Wrestling with the Muse
by Alan F. Zundel
You may have noticed I haven’t written about my writing lately. Actually, my last post on the subject was two months ago, when I wrote about distractions and procrastination. Now guess why I haven’t written about it in a while.
I had my mind set on converting my screenplay into a novel, but the muse just wasn’t whispering. Not that I didn’t have ideas for the novel. I drove to Portland to do research for a new setting, and downloaded software that’s supposed to help you construct effective plots. But both of those could qualify as more procrastination.
Let me correct myself about the muse not whispering. I think the muse may have been whispering; I just didn’t want to hear what it was saying. It was saying I should start writing a sequel to my recent memoir.
I was happy with the first memoir, which covered my life up to age twenty-three, and a few readers even asked me to write a sequel. But the prospect of writing a sequel gave me mixed excitement and trepidation.
I couldn’t see how to structure the next several years of my life into a narrative with some kind of unifying theme. Plus I didn’t know where a sequel would end. I could write a massive tome covering the forty years up to now, but what kind of ending would it be with me struggling to write another book? Or having just finished one with that lame ending? Ironic at least.
But the main problem is that I’d have to write about certain people who became intimate parts of my life during the years subsequent to where the first memoir left off.
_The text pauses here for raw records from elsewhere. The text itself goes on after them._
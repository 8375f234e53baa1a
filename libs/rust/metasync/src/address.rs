use alloy::primitives::Address;
use serde::{Deserialize, Deserializer, Serialize};
use std::{fmt, str::FromStr};
use thiserror::Error;

#[derive(Debug, Error, PartialEq, Eq)]
pub enum AddressError {
    #[error("content address is empty")]
    Empty,
    #[error("content address contains whitespace: {0:?}")]
    Whitespace(String),
}

/// Content-derived identifier of an immutable document.
///
/// Two fetches of the same address always yield the same document, which is
/// what makes it safe to cache documents by address forever.
#[derive(Clone, PartialEq, Eq, Hash, PartialOrd, Ord, Serialize)]
#[serde(transparent)]
pub struct ContentAddress(String);

impl ContentAddress {
    pub fn parse(raw: &str) -> Result<Self, AddressError> {
        let raw = raw.trim();
        if raw.is_empty() {
            return Err(AddressError::Empty);
        }
        if raw.chars().any(char::is_whitespace) {
            return Err(AddressError::Whitespace(raw.to_string()));
        }
        Ok(Self(raw.to_string()))
    }

    pub fn as_str(&self) -> &str {
        &self.0
    }
}

impl FromStr for ContentAddress {
    type Err = AddressError;

    fn from_str(s: &str) -> Result<Self, Self::Err> {
        Self::parse(s)
    }
}

impl fmt::Display for ContentAddress {
    fn fmt(&self, f: &mut fmt::Formatter<'_>) -> fmt::Result {
        f.write_str(&self.0)
    }
}

impl fmt::Debug for ContentAddress {
    fn fmt(&self, f: &mut fmt::Formatter<'_>) -> fmt::Result {
        write!(f, "ContentAddress({})", self.0)
    }
}

// IPFS DAG-JSON encodes links as `{"/": "<cid>"}`; plain strings are accepted too.
#[derive(Deserialize)]
#[serde(untagged)]
enum RawAddress {
    Plain(String),
    Link {
        #[serde(rename = "/")]
        target: String,
    },
}

impl<'de> Deserialize<'de> for ContentAddress {
    fn deserialize<D: Deserializer<'de>>(deserializer: D) -> Result<Self, D::Error> {
        let raw = match RawAddress::deserialize(deserializer)? {
            RawAddress::Plain(raw) => raw,
            RawAddress::Link { target } => target,
        };
        Self::parse(&raw).map_err(serde::de::Error::custom)
    }
}

/// Stable identity of a pointer, used to scope caches, listener registries,
/// gossip topics and lookup keys. For contract-backed pointers this is the
/// checksummed contract address.
#[derive(Clone, Debug, PartialEq, Eq, Hash, PartialOrd, Ord, Serialize, Deserialize)]
#[serde(transparent)]
pub struct PointerId(String);

impl PointerId {
    pub fn new(id: impl Into<String>) -> Self {
        Self(id.into())
    }

    pub fn as_str(&self) -> &str {
        &self.0
    }

    /// Key under which the latest snapshot address is published.
    pub fn lookup_key(&self) -> Vec<u8> {
        self.0.as_bytes().to_vec()
    }
}

impl From<Address> for PointerId {
    fn from(address: Address) -> Self {
        Self(address.to_checksum(None))
    }
}

impl fmt::Display for PointerId {
    fn fmt(&self, f: &mut fmt::Formatter<'_>) -> fmt::Result {
        f.write_str(&self.0)
    }
}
Some of them are dead so no worries there, but others are still alive and one is my wife. How to write about them without being too invasive of their privacy or being murdered in my sleep is a real challenge.
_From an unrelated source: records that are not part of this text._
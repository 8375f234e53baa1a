use crate::idea::ContractEvent;
use serde::{Deserialize, Serialize};
use std::collections::BTreeMap;
use tracing::warn;

pub const NULL_AUTHOR: &str = "0x0000000000000000000000000000000000000000";

#[derive(Debug, Clone, Copy, PartialEq, Eq, Hash, PartialOrd, Ord, Serialize, Deserialize)]
pub enum ProposalStatus {
    Successful,
    Rejected,
    Pending,
}

impl ProposalStatus {
    pub const ALL: [Self; 3] = [Self::Successful, Self::Rejected, Self::Pending];
}

/// Statistics about an Idea derived from its contract events and from
/// gossiped peer messages.
#[derive(Debug, Clone, PartialEq, Eq, Serialize, Deserialize)]
#[serde(rename_all = "camelCase")]
pub struct IdeaStatistics {
    pub total_votes: u64,
    pub author: String,
    pub proposal_counts: BTreeMap<ProposalStatus, u64>,
}

impl Default for IdeaStatistics {
    fn default() -> Self {
        Self {
            total_votes: 0,
            author: NULL_AUTHOR.to_string(),
            proposal_counts: ProposalStatus::ALL
                .into_iter()
                .map(|status| (status, 0))
                .collect(),
        }
    }
}

/// Peer message announcing an incremental change to an Idea's statistics.
#[derive(Debug, Clone, PartialEq, Eq, Serialize, Deserialize)]
#[serde(tag = "type")]
pub enum StatisticsMessage {
    NewIdea { author: String },
    NewProposal,
    VoteCast { votes: u64, nature: bool },
}

impl StatisticsMessage {
    pub fn decode(payload: &[u8]) -> Result<Self, serde_json::Error> {
        serde_json::from_slice(payload)
    }

    pub fn encode(&self) -> Result<Vec<u8>, serde_json::Error> {
        serde_json::to_vec(self)
    }
}

/// One change to fold into a snapshot, from either upstream source.
#[derive(Debug, Clone, PartialEq, Eq)]
pub enum Delta {
    Resolution(ContractEvent),
    Message(StatisticsMessage),
}

impl IdeaStatistics {
    pub fn count(&self, status: ProposalStatus) -> u64 {
        self.proposal_counts.get(&status).copied().unwrap_or(0)
    }

    pub fn apply(&mut self, delta: &Delta) {
        match delta {
            Delta::Resolution(ContractEvent::ProposalAccepted) => {
                self.increment(ProposalStatus::Successful);
                self.decrement_pending(delta);
            }
            Delta::Resolution(ContractEvent::ProposalRejected) => {
                self.increment(ProposalStatus::Rejected);
                self.decrement_pending(delta);
            }
            Delta::Message(StatisticsMessage::NewProposal) => {
                self.increment(ProposalStatus::Pending);
            }
            // Each message counts as one vote whatever weight it carries.
            Delta::Message(StatisticsMessage::VoteCast { .. }) => {
                self.total_votes = self.total_votes.saturating_add(1);
            }
            Delta::Message(StatisticsMessage::NewIdea { author }) => {
                self.author = author.clone();
            }
        }
    }

    fn increment(&mut self, status: ProposalStatus) {
        let count = self.proposal_counts.entry(status).or_insert(0);
        *count = count.saturating_add(1);
    }

    // A resolution can be observed before the gossip message announcing the
    // proposal; the pending counter stays at zero in that case.
    fn decrement_pending(&mut self, delta: &Delta) {
        let pending = self.proposal_counts.entry(ProposalStatus::Pending).or_insert(0);
        match pending.checked_sub(1) {
            Some(remaining) => *pending = remaining,
            None => warn!(?delta, "Proposal resolved with no pending proposal recorded"),
        }
    }
}

#[cfg(test)]
mod tests {
    use super::*;
    use proptest::prelude::*;

    fn fold(deltas: &[Delta]) -> IdeaStatistics {
        let mut stats = IdeaStatistics::default();
        for delta in deltas {
            stats.apply(delta);
        }
        stats
    }

    #[test]
    fn counts_proposals_and_votes() {
        let stats = fold(&[
            Delta::Message(StatisticsMessage::NewProposal),
            Delta::Message(StatisticsMessage::NewProposal),
            Delta::Resolution(ContractEvent::ProposalAccepted),
            Delta::Message(StatisticsMessage::VoteCast {
                votes: 1,
                nature: true,
            }),
        ]);

        assert_eq!(stats.total_votes, 1);
        assert_eq!(stats.count(ProposalStatus::Pending), 1);
        assert_eq!(stats.count(ProposalStatus::Successful), 1);
        assert_eq!(stats.count(ProposalStatus::Rejected), 0);
    }

    #[test]
    fn vote_cast_counts_once_per_message() {
        let stats = fold(&[
            Delta::Message(StatisticsMessage::VoteCast {
                votes: 5,
                nature: true,
            }),
            Delta::Message(StatisticsMessage::VoteCast {
                votes: 0,
                nature: false,
            }),
        ]);

        assert_eq!(stats.total_votes, 2);
    }

    #[test]
    fn early_resolution_does_not_underflow() {
        let stats = fold(&[Delta::Resolution(ContractEvent::ProposalRejected)]);

        assert_eq!(stats.count(ProposalStatus::Pending), 0);
        assert_eq!(stats.count(ProposalStatus::Rejected), 1);
    }

    #[test]
    fn new_idea_sets_author() {
        let stats = fold(&[Delta::Message(StatisticsMessage::NewIdea {
            author: "0xabc".to_string(),
        })]);

        assert_eq!(stats.author, "0xabc");
    }

    #[test]
    fn snapshot_uses_camel_case_fields() {
        let json = serde_json::to_value(IdeaStatistics::default()).unwrap();

        assert_eq!(json["totalVotes"], 0);
        assert_eq!(json["author"], NULL_AUTHOR);
        assert_eq!(json["proposalCounts"]["Pending"], 0);
    }

    #[test]
    fn decodes_tagged_messages() {
        assert_eq!(
            StatisticsMessage::decode(br#"{"type":"VoteCast","votes":3,"nature":false}"#).unwrap(),
            StatisticsMessage::VoteCast {
                votes: 3,
                nature: false
            }
        );
        assert_eq!(
            StatisticsMessage::decode(br#"{"type":"NewProposal"}"#).unwrap(),
            StatisticsMessage::NewProposal
        );
        assert!(StatisticsMessage::decode(br#"{"type":"Unknown"}"#).is_err());
        assert!(StatisticsMessage::decode(b"not json").is_err());
    }

    fn delta_strategy() -> impl Strategy<Value = Delta> {
        prop_oneof![
            Just(Delta::Resolution(ContractEvent::ProposalAccepted)),
            Just(Delta::Resolution(ContractEvent::ProposalRejected)),
            Just(Delta::Message(StatisticsMessage::NewProposal)),
            (0u64..1_000, any::<bool>()).prop_map(|(votes, nature)| {
                Delta::Message(StatisticsMessage::VoteCast { votes, nature })
            }),
        ]
    }

    proptest! {
        #[test]
        fn resolutions_and_votes_are_accounted(deltas in prop::collection::vec(delta_strategy(), 0..64)) {
            let stats = fold(&deltas);

            let accepted = deltas.iter().filter(|d| **d == Delta::Resolution(ContractEvent::ProposalAccepted)).count() as u64;
            let rejected = deltas.iter().filter(|d| **d == Delta::Resolution(ContractEvent::ProposalRejected)).count() as u64;
            let votes = deltas.iter().filter(|d| matches!(d, Delta::Message(StatisticsMessage::VoteCast { .. }))).count() as u64;

            prop_assert_eq!(stats.count(ProposalStatus::Successful), accepted);
            prop_assert_eq!(stats.count(ProposalStatus::Rejected), rejected);
            prop_assert_eq!(stats.total_votes, votes);
        }

        #[test]
        fn pending_matches_unclamped_fold_when_announced_first(proposals in 0usize..32, resolutions in 0usize..32) {
            let resolutions = resolutions.min(proposals);
            let mut deltas = vec![Delta::Message(StatisticsMessage::NewProposal); proposals];
            deltas.extend(vec![Delta::Resolution(ContractEvent::ProposalAccepted); resolutions]);

            let stats = fold(&deltas);

            prop_assert_eq!(stats.count(ProposalStatus::Pending), (proposals - resolutions) as u64);
        }
    }
}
So I convinced myself I should work on converting the screenplay into a novel because it has more commercial potential. I’m sure it does. A novel has broader appeal than a memoir and if it sold well enough it might help me market the screenplay. But alas, I kept stalling trying to getting beyond the first chapter or so.
Last month I finally gave in and began working on a sequel instead of the novel, but wasn’t satisfied with it and let it sit for a few weeks. I kept writing for my blogs but wasn’t working on either the sequel or the novel.
Then yesterday afternoon I had some time and thought I’d watch a movie so I’d have something to review for the blog. But during my meditation time that morning the muse started whispering to me, giving me the right opening sentence to start the sequel.
I spent that afternoon rewriting what I had written the previous month, banging out the entire first chapter. It was short, but it brought together the right themes. I like it; it seems to be going somewhere. I’m excited to see where that is. Of course I know what happened in my life then, more or less (more less as the years roll by), but what kind of story it would become was still an unknown.
That’s where the exciting part is. Once I start committing the muse’s whispering to digital paper, it just won’t stop. It keeps on whispering even when I take a break from writing to go take care of other business. Makes me want to get back to the computer ASAP and write it down, kind of like you need to find a restroom when you need to find a restroom.
I still don’t know how I will handle writing about certain people, but I guess I’ll trust in the muse to manage those parts when I get to them. Sticky parts are where the muse works best. It seems to like writing that is challenging more than writing with commercial potential.
Let’s be honest, I may never make any money at writing. Money would be wonderful, but I’m not in it for the money. I write because I have to. That damn muse keeps whispering to me, and I want to hear how it will tell the story it wants to tell.
Why it wants me to write about my life, I don’t know. It may sound solipsistic or narcissistic, but there it is. It’s whispering and I want to get it down while I can.
I’ll share that first chapter with you after a little tinkering around the edges.